My experience has taught me that leaning to far in this direction
actually creates a lot of dissonance for people and leads to spaces
with negative energy.
Having a person or better a group of people taking responsiblity for
holding the space creating a nest if you will... within which people
feel safe to 'open up' and explore with each other possibilities....
out of this space this nest is born new action and activity.
At this time on our planet we need to be as intentional and catalytic
as possible in creating space for new possibilities of our
civilization to emerge....being passive and hoping that people
conditioned the way they are in our current culture will some how
'magically' 'awake' and 'self-organize' is to me hopelessly naive.
Diffusing the simple tools and 'rules' or principles and practices is
one of the things that could make the most difference at this time on
our planet.
My experience is that professional communities (that is people coming
together to use this methodology in peer-to-peer professional network
(outside 'AN' organization) settings) seeking to take action together
learn the way OST works and take to it....it becomes the new norm -the
shared way of doing things together that they work on.
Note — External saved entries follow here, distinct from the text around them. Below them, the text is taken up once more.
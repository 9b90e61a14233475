use wfxlink_frame::Message;

/// Upper layer receiving every decoded message.
///
/// Called from the bottom-half worker once per message, in arrival order.
/// Must not block for long: the chip stays awake until it returns.
pub trait MessageHandler: Send {
    fn dispatch(&mut self, message: Message);
}

impl<F> MessageHandler for F
where
    F: FnMut(Message) + Send,
{
    fn dispatch(&mut self, message: Message) {
        self(message)
    }
}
It lets all
the passion talent and energy come forward and the people who are
interested find each other because there is enough structure ... just
enough that it is functional and effective for them to spend their
time in the space together. THIS IS important. I somethings think
people undervalue peoples time and energy by all this 'it just
happens' talk....well if you help it happen and you follow some simple
steps it is like 10x better. THAT MATTERS for the state of the world
and to respect peoples time and energy for showing up.
On May 30, 2007, at 4:19 PM, openspacekorea wrote:
great! i agree with your point 100%.
thank u...
Love and Peace,
park
------------------------------------------------------------------------
*From:* OSLIST [mailto:[email protected]] *On Behalf Of
*Ralph Copleman
*Sent:* Wednesday, May 30, 2007 10:12 PM
*To:* [email protected]
<mailto:[email protected]>
*Subject:* "rules" and self-organization
One way to test what is essential (what Artur termed "micro") and
what is not would be to open some space without mentioning either the
four principles or the law of two feet. Or anything else.
If self-organization occurs in os, would not the "space" still "open"
without things we have come to believe are essential? I'm betting it
would, or at least could. Perhaps all we need is a room and a theme
and a wall. Maybe some tea and coffee. How free are we?
Picture it. You're invited, so you show up because the theme
interests you or you know the inviter. You get there, see the theme
statement on the wall, and nothing but a circle of chairs. Nothing.
Not even a facilitator. Others arrive. The only things you share
at this point are your presence and your presumed interest in the theme.
If self-organization is real, is not the space already open? It may
take longer, but might relevant, useful conversations begin?
I think the facilitator meets our need for an authority figure (a
perfectly natural, good thing, most of the time), and the ideas about
feet, insects, etc. a minimal unifying structure (think of it perhaps
as curbs to a boulevard?) that steer us into an opening, a place we
have agreed, by showing up, we want to be. OS in action /resembles/
self-organization, but it isn't the pure thing. (Not that it really
matters. I love it simply because it’s the best way I know to show
people what evolution on Earth is really like. And it produces great
results for my clients.)
One more rumpled notion occurs this morning... What about the
storytelling role, the thing we do as facilitators to connect people
entering an open space to a greater whole? I know this is important,
but is not the facilitator simply reminding people of a story they
already know, deep down? If self-organization/evolution is real,
it’s been working far longer than humans have even been around.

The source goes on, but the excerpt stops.